[Stored data entries]
|---|
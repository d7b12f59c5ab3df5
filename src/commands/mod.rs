mod place;
mod settings_cmd;

pub use place::PlaceCommand;
pub use settings_cmd::SettingsCommand;
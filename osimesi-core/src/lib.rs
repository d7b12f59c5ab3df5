//! Osimesi Core Library
//!
//! Models, storage and sync logic for the Osimesi restaurant bookmarker.

pub mod models;
pub mod store;
pub mod sync;
pub mod view;

pub use models::{
    Language, Location, Photo, Restaurant, RestaurantDraft, Settings, Theme, ValidationError,
};
pub use store::{Backend, LocalStorage, RestaurantStore, StorageError, StoreError};
pub use sync::{ApiClient, SyncError, DEFAULT_API_URL};
pub use view::{project, SortMode};

pub fn version() -> &'static str {
    env!("CARGO_PKG_VERSION")
}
|---|
What you need to do: Print nothing but the lines from the line with "filename src/commands/mod.rs" to the last line of the records above. Both of those lines count.

Answer area:
filename src/commands/mod.rs
mod place;
mod settings_cmd;

pub use place::PlaceCommand;
pub use settings_cmd::SettingsCommand;
filename osimesi-core/src/lib.rs
repository d7b12f59c5ab3df5
//! Osimesi Core Library
//!
//! Models, storage and sync logic for the Osimesi restaurant bookmarker.

pub mod models;
pub mod store;
pub mod sync;
pub mod view;

pub use models::{
    Language, Location, Photo, Restaurant, RestaurantDraft, Settings, Theme, ValidationError,
};
pub use store::{Backend, LocalStorage, RestaurantStore, StorageError, StoreError};
pub use sync::{ApiClient, SyncError, DEFAULT_API_URL};
pub use view::{project, SortMode};

pub fn version() -> &'static str {
    env!("CARGO_PKG_VERSION")
}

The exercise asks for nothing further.